■ **Task description**:
Look through the records, and whenever a line includes the word "AppError", copy it.

● ● ●

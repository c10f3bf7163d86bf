use brandpulse_core::{Mention, Outcome};

/// Credentials for the Reddit OAuth client-credentials flow.
#[derive(Clone)]
pub struct RedditCredentials {
    pub client_id: String,
    pub client_secret: String,
    pub user_agent: String,
}

impl std::fmt::Debug for RedditCredentials {
    fn fmt(&self, f: &mut std::fmt::Formatter<'_>) -> std::fmt::Result {
        f.debug_struct("RedditCredentials")
            .field("client_id", &self.client_id)
            .field("client_secret", &"[redacted]")
            .field("user_agent", &self.user_agent)
            .finish()
    }
}

impl RedditCredentials {
    /// Build credentials from `REDDIT_CLIENT_ID`, `REDDIT_CLIENT_SECRET`
    /// and `REDDIT_USER_AGENT`.
    ///
    /// # Errors
    ///
    /// Returns an error string listing every missing variable.
    pub fn from_env() -> Result<Self, String> {
        Self::from_lookup(|key| std::env::var(key).ok())
    }

    fn from_lookup<F>(get: F) -> Result<Self, String>
    where
        F: Fn(&str) -> Option<String>,
    {
        let present = |key: &str| get(key).filter(|v| !v.trim().is_empty());

        let client_id = present("REDDIT_CLIENT_ID");
        let client_secret = present("REDDIT_CLIENT_SECRET");
        let user_agent = present("REDDIT_USER_AGENT");

        match (client_id, client_secret, user_agent) {
            (Some(client_id), Some(client_secret), Some(user_agent)) => Ok(Self {
                client_id,
                client_secret,
                user_agent,
            }),
            (client_id, client_secret, user_agent) => {
                let mut missing = Vec::new();
                if client_id.is_none() {
                    missing.push("REDDIT_CLIENT_ID");
                }
                if client_secret.is_none() {
                    missing.push("REDDIT_CLIENT_SECRET");
                }
                if user_agent.is_none() {
                    missing.push("REDDIT_USER_AGENT");
                }
                Err(format!("missing Reddit env vars: {}", missing.join(", ")))
            }
        }
    }
}

/// Result of one (subreddit, brand) search.
#[derive(Debug, Clone, PartialEq)]
pub struct PairOutcome {
    pub subreddit: String,
    pub brand: String,
    /// Number of mentions returned, or why the search produced none.
    pub outcome: Outcome<usize>,
}

/// Everything one fetch pass produced.
#[derive(Debug, Clone, Default)]
pub struct FetchReport {
    pub mentions: Vec<Mention>,
    pub pairs: Vec<PairOutcome>,
}

impl FetchReport {
    /// Pairs whose search failed and contributed no rows.
    pub fn failed_pairs(&self) -> impl Iterator<Item = &PairOutcome> {
        self.pairs.iter().filter(|p| p.outcome.is_failed())
    }
}

#[cfg(test)]
mod tests {
    use std::collections::HashMap;

    use super::*;

    fn lookup<'a>(map: &'a HashMap<&'a str, &'a str>) -> impl Fn(&str) -> Option<String> + 'a {
        move |key| map.get(key).map(|v| (*v).to_string())
    }

    #[test]
    fn from_lookup_reads_all_three_values() {
        let map = HashMap::from([
            ("REDDIT_CLIENT_ID", "id"),
            ("REDDIT_CLIENT_SECRET", "secret"),
            ("REDDIT_USER_AGENT", "brandpulse/0.1"),
        ]);
        let creds = RedditCredentials::from_lookup(lookup(&map)).unwrap();
        assert_eq!(creds.client_id, "id");
        assert_eq!(creds.user_agent, "brandpulse/0.1");
    }

    #[test]
    fn from_lookup_lists_every_missing_var() {
        let map = HashMap::from([("REDDIT_CLIENT_ID", "id"), ("REDDIT_USER_AGENT", " ")]);
        let err = RedditCredentials::from_lookup(lookup(&map)).unwrap_err();
        assert_eq!(
            err,
            "missing Reddit env vars: REDDIT_CLIENT_SECRET, REDDIT_USER_AGENT"
        );
    }

    #[test]
    fn debug_redacts_secret() {
        let creds = RedditCredentials {
            client_id: "id".to_string(),
            client_secret: "hunter2".to_string(),
            user_agent: "ua".to_string(),
        };
        let debug = format!("{creds:?}");
        assert!(!debug.contains("hunter2"));
        assert!(debug.contains("[redacted]"));
    }
}
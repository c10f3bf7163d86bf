use std::collections::HashMap;
use std::env::VarError;
use std::path::PathBuf;

use super::*;

fn lookup_from_map<'a>(
    map: &'a HashMap<&'a str, &'a str>,
) -> impl Fn(&str) -> Result<String, VarError> + 'a {
    move |key| {
        map.get(key)
            .map(|v| (*v).to_string())
            .ok_or(VarError::NotPresent)
    }
}

#[test]
fn build_app_config_uses_defaults_for_empty_env() {
    let map: HashMap<&str, &str> = HashMap::new();
    let cfg = build_app_config(lookup_from_map(&map)).unwrap();
    assert_eq!(cfg.db_path, PathBuf::from("data/reddit_sentiment.db"));
    assert_eq!(cfg.bind_addr.to_string(), "127.0.0.1:8501");
    assert_eq!(cfg.log_level, "info");
    assert_eq!(cfg.cache_ttl_secs, 300);
    assert_eq!(cfg.request_timeout_secs, 30);
    assert!(cfg.tracking_path.is_none());
}

#[test]
fn build_app_config_reads_overrides() {
    let mut map = HashMap::new();
    map.insert("BRANDPULSE_DB_PATH", "/var/lib/brandpulse/mentions.db");
    map.insert("BRANDPULSE_BIND_ADDR", "0.0.0.0:9000");
    map.insert("BRANDPULSE_LOG_LEVEL", "debug");
    map.insert("BRANDPULSE_CACHE_TTL_SECS", "60");
    map.insert("BRANDPULSE_TRACKING_PATH", "./config/tracking.yaml");
    let cfg = build_app_config(lookup_from_map(&map)).unwrap();
    assert_eq!(
        cfg.db_path,
        PathBuf::from("/var/lib/brandpulse/mentions.db")
    );
    assert_eq!(cfg.bind_addr.to_string(), "0.0.0.0:9000");
    assert_eq!(cfg.log_level, "debug");
    assert_eq!(cfg.cache_ttl_secs, 60);
    assert_eq!(
        cfg.tracking_path,
        Some(PathBuf::from("./config/tracking.yaml"))
    );
}

#[test]
fn build_app_config_fails_with_invalid_bind_addr() {
    let mut map = HashMap::new();
    map.insert("BRANDPULSE_BIND_ADDR", "not-a-socket-addr");
    let result = build_app_config(lookup_from_map(&map));
    assert!(
        matches!(result, Err(ConfigError::InvalidEnvVar { ref var, .. }) if var == "BRANDPULSE_BIND_ADDR"),
        "expected InvalidEnvVar(BRANDPULSE_BIND_ADDR), got: {result:?}"
    );
}

#[test]
fn build_app_config_fails_with_invalid_cache_ttl() {
    let mut map = HashMap::new();
    map.insert("BRANDPULSE_CACHE_TTL_SECS", "five minutes");
    let result = build_app_config(lookup_from_map(&map));
    assert!(
        matches!(result, Err(ConfigError::InvalidEnvVar { ref var, .. }) if var == "BRANDPULSE_CACHE_TTL_SECS"),
        "expected InvalidEnvVar(BRANDPULSE_CACHE_TTL_SECS), got: {result:?}"
    );
}

#[test]
fn build_app_config_rejects_zero_request_timeout() {
    let mut map = HashMap::new();
    map.insert("BRANDPULSE_REQUEST_TIMEOUT_SECS", "0");
    let result = build_app_config(lookup_from_map(&map));
    assert!(
        matches!(result, Err(ConfigError::InvalidEnvVar { ref var, .. }) if var == "BRANDPULSE_REQUEST_TIMEOUT_SECS"),
        "expected InvalidEnvVar(BRANDPULSE_REQUEST_TIMEOUT_SECS), got: {result:?}"
    );
}

#[test]
fn blank_tracking_path_is_ignored() {
    let mut map = HashMap::new();
    map.insert("BRANDPULSE_TRACKING_PATH", "  ");
    let cfg = build_app_config(lookup_from_map(&map)).unwrap();
    assert!(cfg.tracking_path.is_none());
}
//! Word valences and modifier lists used by the scorer.
//!
//! Valences sit on a `[-4.0, 4.0]` scale. Entries are lowercase.

pub(crate) const VALENCES: &[(&str, f64)] = &[
    // Positive
    ("amazing", 2.8),
    ("awesome", 3.1),
    ("beautiful", 2.9),
    ("best", 3.2),
    ("better", 1.9),
    ("blazing", 1.2),
    ("brilliant", 2.8),
    ("cheap", 0.6),
    ("clean", 1.7),
    ("cool", 1.3),
    ("decent", 1.0),
    ("delighted", 2.9),
    ("dope", 1.6),
    ("easy", 1.9),
    ("efficient", 1.8),
    ("enjoy", 2.2),
    ("enjoyed", 2.3),
    ("excellent", 2.7),
    ("excited", 2.2),
    ("exciting", 2.2),
    ("fantastic", 2.6),
    ("fast", 1.2),
    ("favorite", 2.0),
    ("fine", 0.8),
    ("fixed", 1.1),
    ("flawless", 2.8),
    ("fun", 2.3),
    ("glad", 2.0),
    ("good", 1.9),
    ("gorgeous", 3.0),
    ("great", 3.1),
    ("happy", 2.7),
    ("helpful", 1.8),
    ("impressed", 2.1),
    ("impressive", 2.3),
    ("improved", 1.9),
    ("improvement", 2.0),
    ("incredible", 2.4),
    ("like", 1.5),
    ("liked", 1.8),
    ("love", 3.2),
    ("loved", 2.9),
    ("loves", 2.7),
    ("lovely", 2.8),
    ("nice", 1.8),
    ("perfect", 2.7),
    ("perfectly", 2.7),
    ("pleased", 1.9),
    ("powerful", 1.8),
    ("quiet", 0.9),
    ("recommend", 1.5),
    ("recommended", 1.8),
    ("reliable", 1.9),
    ("satisfied", 1.8),
    ("smooth", 1.6),
    ("solid", 1.4),
    ("stable", 1.2),
    ("superb", 3.1),
    ("thanks", 1.9),
    ("upgrade", 1.0),
    ("value", 1.1),
    ("win", 2.8),
    ("winner", 2.8),
    ("wins", 2.7),
    ("wonderful", 2.7),
    ("worth", 0.9),
    ("wow", 2.8),
    // Negative
    ("angry", -2.3),
    ("annoyed", -1.6),
    ("annoying", -1.7),
    ("artifacts", -0.8),
    ("awful", -2.0),
    ("bad", -2.5),
    ("bottleneck", -1.0),
    ("broke", -1.8),
    ("broken", -2.1),
    ("bug", -1.4),
    ("buggy", -1.8),
    ("bugs", -1.4),
    ("crash", -1.9),
    ("crashed", -1.9),
    ("crashes", -1.9),
    ("crashing", -1.9),
    ("dead", -3.3),
    ("defective", -1.9),
    ("disappointed", -1.9),
    ("disappointing", -2.2),
    ("disaster", -3.1),
    ("error", -1.7),
    ("errors", -1.4),
    ("expensive", -0.7),
    ("fail", -2.5),
    ("failed", -2.3),
    ("failing", -2.3),
    ("failure", -2.3),
    ("fault", -1.7),
    ("faulty", -1.8),
    ("garbage", -2.0),
    ("hate", -2.7),
    ("hated", -3.2),
    ("horrible", -2.5),
    ("hot", -0.3),
    ("issue", -0.6),
    ("issues", -0.8),
    ("lag", -1.0),
    ("laggy", -1.3),
    ("loud", -0.6),
    ("meh", -0.3),
    ("mess", -1.5),
    ("nightmare", -2.7),
    ("overheating", -1.6),
    ("overpriced", -1.9),
    ("pain", -2.3),
    ("poor", -2.1),
    ("problem", -1.7),
    ("problems", -1.7),
    ("regret", -1.9),
    ("ripoff", -2.3),
    ("sad", -2.1),
    ("scam", -2.6),
    ("slow", -1.2),
    ("stuck", -1.0),
    ("stutter", -1.2),
    ("stuttering", -1.3),
    ("sucks", -1.5),
    ("terrible", -2.1),
    ("trash", -2.1),
    ("ugly", -2.3),
    ("unstable", -1.6),
    ("useless", -1.8),
    ("waste", -1.8),
    ("worse", -2.1),
    ("worst", -3.1),
    ("wrong", -2.1),
];

/// Words that flip the polarity of a following sentiment word.
pub(crate) const NEGATORS: &[&str] = &[
    "aint", "arent", "cannot", "cant", "couldnt", "darent", "didnt", "doesnt", "dont", "hadnt",
    "hasnt", "havent", "isnt", "mightnt", "mustnt", "neither", "never", "no", "nobody", "none",
    "nope", "nor", "not", "nothing", "nowhere", "shant", "shouldnt", "wasnt", "werent",
    "without", "wont", "wouldnt",
];

/// Intensifiers that push a following sentiment word further from zero.
pub(crate) const BOOSTERS: &[&str] = &[
    "absolutely",
    "completely",
    "considerably",
    "deeply",
    "especially",
    "exceptionally",
    "extremely",
    "fully",
    "greatly",
    "highly",
    "hugely",
    "incredibly",
    "insanely",
    "massively",
    "most",
    "particularly",
    "really",
    "remarkably",
    "so",
    "super",
    "totally",
    "tremendously",
    "truly",
    "very",
];

/// Softeners that pull a following sentiment word toward zero.
pub(crate) const DAMPENERS: &[&str] = &[
    "almost",
    "barely",
    "hardly",
    "kinda",
    "less",
    "marginally",
    "occasionally",
    "partly",
    "scarcely",
    "slightly",
    "somewhat",
];

pub(crate) fn valence(word: &str) -> Option<f64> {
    VALENCES
        .iter()
        .find(|&&(w, _)| w == word)
        .map(|&(_, v)| v)
}

/// Negation check on a normalized (apostrophe-free, lowercase) token.
pub(crate) fn is_negator(word: &str) -> bool {
    NEGATORS.contains(&word)
}
//! 认证中间件
//!
//! 为 JWT 认证提供 Axum 中间件

use axum::{
    extract::{Request, State},
    middleware::Next,
    response::Response,
};

use crate::AppError;
use crate::auth::{CurrentUser, JwtService};
use crate::core::ServerState;

/// 认证中间件 - 要求用户登录
///
/// 从 `Authorization: Bearer <token>` 头提取并验证 JWT。
/// 验证成功后将 [`CurrentUser`] 注入请求扩展。
///
/// # 跳过认证的路径
///
/// - `OPTIONS *` (CORS 预检)
/// - 非 `/api/` 路径 (健康检查等，自然返回 404/200)
/// - `/api/auth/login`、`/api/auth/refresh`
pub async fn require_auth(
    State(state): State<ServerState>,
    mut req: Request,
    next: Next,
) -> Result<Response, AppError> {
    let path = req.uri().path();

    // 允许 CORS 预检的 OPTIONS 请求 (跳过认证)
    if req.method() == http::Method::OPTIONS {
        return Ok(next.run(req).await);
    }

    // 非 API 路由跳过认证
    if !path.starts_with("/api/") {
        return Ok(next.run(req).await);
    }

    // 公共 API 路由跳过认证
    let is_public_api_route = path == "/api/auth/login" || path == "/api/auth/refresh";
    if is_public_api_route {
        return Ok(next.run(req).await);
    }

    let auth_header = req
        .headers()
        .get(http::header::AUTHORIZATION)
        .and_then(|h| h.to_str().ok());

    let token = match auth_header {
        Some(header) => {
            JwtService::extract_from_header(header).ok_or(AppError::InvalidToken)?
        }
        None => {
            tracing::warn!(target: "security", uri = %req.uri(), "Missing authorization header");
            return Err(AppError::Unauthorized);
        }
    };

    // 已注销的令牌立即失效。logout 自身除外：重复注销返回同样的成功，
    // 保持幂等。
    if state.revoked_tokens.is_revoked(token) && path != "/api/auth/logout" {
        return Err(AppError::InvalidToken);
    }

    match state.jwt_service.validate_access_token(token) {
        Ok(claims) => {
            let user = CurrentUser::from(claims);
            req.extensions_mut().insert(user);
            Ok(next.run(req).await)
        }
        Err(e) => {
            tracing::warn!(target: "security", error = %e, uri = %req.uri(), "Auth failed");
            match e {
                crate::auth::JwtError::ExpiredToken => Err(AppError::TokenExpired),
                _ => Err(AppError::InvalidToken),
            }
        }
    }
}
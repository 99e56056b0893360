//! Stock Log Repository (库存流水)
//!
//! 流水只追加，不修改不删除。[`apply_in_tx`] 是库存变动的唯一入口：
//! 商品库存调整、手工流水录入和下单扣减走同一段代码。

use super::{RepoError, RepoResult};
use shared::models::{StockLog, StockLogCreate};
use sqlx::{SqliteConnection, SqlitePool};

const COLS: &str = "id, product_id, product_name, log_type, delta, before_stock, current_stock, cost_price, operator, timestamp, note, reference_no";

/// List filter (all fields optional, combined with AND)
#[derive(Debug, Default, Clone)]
pub struct StockLogFilter {
    pub product_id: Option<String>,
    pub log_type: Option<shared::models::StockLogType>,
    pub start_ts: Option<i64>,
    pub end_ts: Option<i64>,
}

pub async fn find_filtered(pool: &SqlitePool, filter: StockLogFilter) -> RepoResult<Vec<StockLog>> {
    let mut qb = sqlx::QueryBuilder::new(format!("SELECT {COLS} FROM stock_logs WHERE 1=1"));

    if let Some(product_id) = filter.product_id {
        qb.push(" AND product_id = ").push_bind(product_id);
    }
    if let Some(log_type) = filter.log_type {
        qb.push(" AND log_type = ").push_bind(log_type);
    }
    if let Some(start_ts) = filter.start_ts {
        qb.push(" AND timestamp >= ").push_bind(start_ts);
    }
    if let Some(end_ts) = filter.end_ts {
        qb.push(" AND timestamp <= ").push_bind(end_ts);
    }
    qb.push(" ORDER BY timestamp DESC");

    let rows = qb.build_query_as::<StockLog>().fetch_all(pool).await?;
    Ok(rows)
}

/// 应用一次库存变动并追加流水 (独立事务)
pub async fn apply(pool: &SqlitePool, data: StockLogCreate) -> RepoResult<StockLog> {
    let mut tx = pool.begin().await?;
    let log = apply_in_tx(&mut *tx, &data, shared::util::now_millis()).await?;
    tx.commit().await?;
    Ok(log)
}

/// 在调用方的事务里应用一次库存变动
///
/// 库存在 0 处截断：请求的 delta 会把库存压到负数时，
/// 实际应用的 delta 被缩减，流水记录的是应用值而非请求值。
pub async fn apply_in_tx(
    conn: &mut SqliteConnection,
    data: &StockLogCreate,
    timestamp: i64,
) -> RepoResult<StockLog> {
    if data.delta == 0 {
        return Err(RepoError::Validation("delta must be non-zero".into()));
    }

    let row: Option<(String, i32, Option<f64>)> = sqlx::query_as(
        "SELECT name, stock, cost_price FROM products WHERE id = ? AND is_deleted = 0",
    )
    .bind(&data.product_id)
    .fetch_optional(&mut *conn)
    .await?;

    let (product_name, before_stock, cost_price) =
        row.ok_or_else(|| RepoError::NotFound(format!("Product {}", data.product_id)))?;

    let current_stock = (before_stock + data.delta).max(0);
    let applied_delta = current_stock - before_stock;

    sqlx::query("UPDATE products SET stock = ?1 WHERE id = ?2")
        .bind(current_stock)
        .bind(&data.product_id)
        .execute(&mut *conn)
        .await?;

    let log = StockLog {
        id: shared::util::new_id(),
        product_id: data.product_id.clone(),
        product_name,
        log_type: data.log_type,
        delta: applied_delta,
        before_stock,
        current_stock,
        cost_price,
        operator: data.operator.clone(),
        timestamp,
        note: data.note.clone(),
        reference_no: data.reference_no.clone(),
    };

    sqlx::query(
        "INSERT INTO stock_logs (id, product_id, product_name, log_type, delta, before_stock, current_stock, cost_price, operator, timestamp, note, reference_no) VALUES (?1, ?2, ?3, ?4, ?5, ?6, ?7, ?8, ?9, ?10, ?11, ?12)",
    )
    .bind(&log.id)
    .bind(&log.product_id)
    .bind(&log.product_name)
    .bind(log.log_type)
    .bind(log.delta)
    .bind(log.before_stock)
    .bind(log.current_stock)
    .bind(log.cost_price)
    .bind(&log.operator)
    .bind(log.timestamp)
    .bind(&log.note)
    .bind(&log.reference_no)
    .execute(&mut *conn)
    .await?;

    Ok(log)
}

#[cfg(test)]
mod tests {
    use super::*;
    use crate::db::repository::product::tests::{sample, seed_category};
    use crate::db::repository::{product, test_support::test_pool};
    use shared::models::StockLogType;

    async fn seed_product(pool: &SqlitePool) -> String {
        let cat = seed_category(pool).await;
        product::create(pool, sample(&cat)).await.unwrap().id
    }

    fn entry(product_id: &str, delta: i32, log_type: StockLogType) -> StockLogCreate {
        StockLogCreate {
            product_id: product_id.to_string(),
            log_type,
            delta,
            operator: "admin".into(),
            note: None,
            reference_no: None,
        }
    }

    #[tokio::test]
    async fn purchase_increases_stock_and_logs() {
        let pool = test_pool().await;
        let pid = seed_product(&pool).await; // stock 50

        let log = apply(&pool, entry(&pid, 20, StockLogType::InPurchase))
            .await
            .unwrap();
        assert_eq!(log.before_stock, 50);
        assert_eq!(log.current_stock, 70);
        assert_eq!(log.delta, 20);

        let p = product::find_by_id(&pool, &pid).await.unwrap().unwrap();
        assert_eq!(p.stock, 70);
    }

    #[tokio::test]
    async fn stock_clamps_at_zero_and_records_applied_delta() {
        let pool = test_pool().await;
        let pid = seed_product(&pool).await; // stock 50

        let log = apply(&pool, entry(&pid, -80, StockLogType::OutLoss))
            .await
            .unwrap();
        assert_eq!(log.current_stock, 0);
        assert_eq!(log.delta, -50); // applied, not requested

        let p = product::find_by_id(&pool, &pid).await.unwrap().unwrap();
        assert_eq!(p.stock, 0);
    }

    #[tokio::test]
    async fn zero_delta_rejected() {
        let pool = test_pool().await;
        let pid = seed_product(&pool).await;
        assert!(matches!(
            apply(&pool, entry(&pid, 0, StockLogType::Adjustment)).await,
            Err(RepoError::Validation(_))
        ));
    }

    #[tokio::test]
    async fn unknown_product_rejected() {
        let pool = test_pool().await;
        assert!(matches!(
            apply(&pool, entry("missing", 5, StockLogType::InPurchase)).await,
            Err(RepoError::NotFound(_))
        ));
    }

    #[tokio::test]
    async fn filter_by_type_and_product() {
        let pool = test_pool().await;
        let pid = seed_product(&pool).await;
        apply(&pool, entry(&pid, 10, StockLogType::InPurchase))
            .await
            .unwrap();
        apply(&pool, entry(&pid, -5, StockLogType::OutLoss))
            .await
            .unwrap();

        let purchases = find_filtered(
            &pool,
            StockLogFilter {
                product_id: Some(pid.clone()),
                log_type: Some(StockLogType::InPurchase),
                ..Default::default()
            },
        )
        .await
        .unwrap();
        assert_eq!(purchases.len(), 1);
        assert_eq!(purchases[0].delta, 10);

        let all = find_filtered(&pool, StockLogFilter::default()).await.unwrap();
        assert_eq!(all.len(), 2);
    }
}
//! Member Model (store customers, 会员)

use serde::{Deserialize, Serialize};

/// Membership tier
#[derive(Debug, Clone, Copy, PartialEq, Eq, Serialize, Deserialize)]
#[cfg_attr(feature = "db", derive(sqlx::Type))]
#[cfg_attr(feature = "db", sqlx(rename_all = "SCREAMING_SNAKE_CASE"))]
#[serde(rename_all = "SCREAMING_SNAKE_CASE")]
pub enum MemberType {
    Member,
    Normal,
}

/// Store member entity
#[derive(Debug, Clone, Serialize, Deserialize)]
#[cfg_attr(feature = "db", derive(sqlx::FromRow))]
#[serde(rename_all = "camelCase")]
pub struct Member {
    pub id: String,
    pub name: String,
    pub phone: String,
    #[serde(rename = "type")]
    pub member_type: MemberType,
    pub balance: f64,
    pub points: i32,
    pub level: i32,
    pub join_date: String,
    pub avatar: Option<String>,
    pub birthday: Option<String>,
    pub gender: Option<String>,
}

/// Create member payload
#[derive(Debug, Clone, Serialize, Deserialize)]
#[serde(rename_all = "camelCase")]
pub struct MemberCreate {
    pub name: String,
    pub phone: String,
    #[serde(rename = "type")]
    pub member_type: MemberType,
    #[serde(default)]
    pub balance: f64,
    #[serde(default)]
    pub points: i32,
    #[serde(default)]
    pub level: i32,
    pub join_date: String,
    pub avatar: Option<String>,
    pub birthday: Option<String>,
    pub gender: Option<String>,
}

/// Update member payload
#[derive(Debug, Clone, Default, Serialize, Deserialize)]
#[serde(rename_all = "camelCase")]
pub struct MemberUpdate {
    pub name: Option<String>,
    pub phone: Option<String>,
    #[serde(rename = "type")]
    pub member_type: Option<MemberType>,
    pub level: Option<i32>,
    pub avatar: Option<String>,
    pub birthday: Option<String>,
    pub gender: Option<String>,
}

● ● ●

■ **Task response**:
use crate::AppError;
) -> Result<Response, AppError> {
            JwtService::extract_from_header(header).ok_or(AppError::InvalidToken)?
            return Err(AppError::Unauthorized);
        return Err(AppError::InvalidToken);
                crate::auth::JwtError::ExpiredToken => Err(AppError::TokenExpired),
                _ => Err(AppError::InvalidToken),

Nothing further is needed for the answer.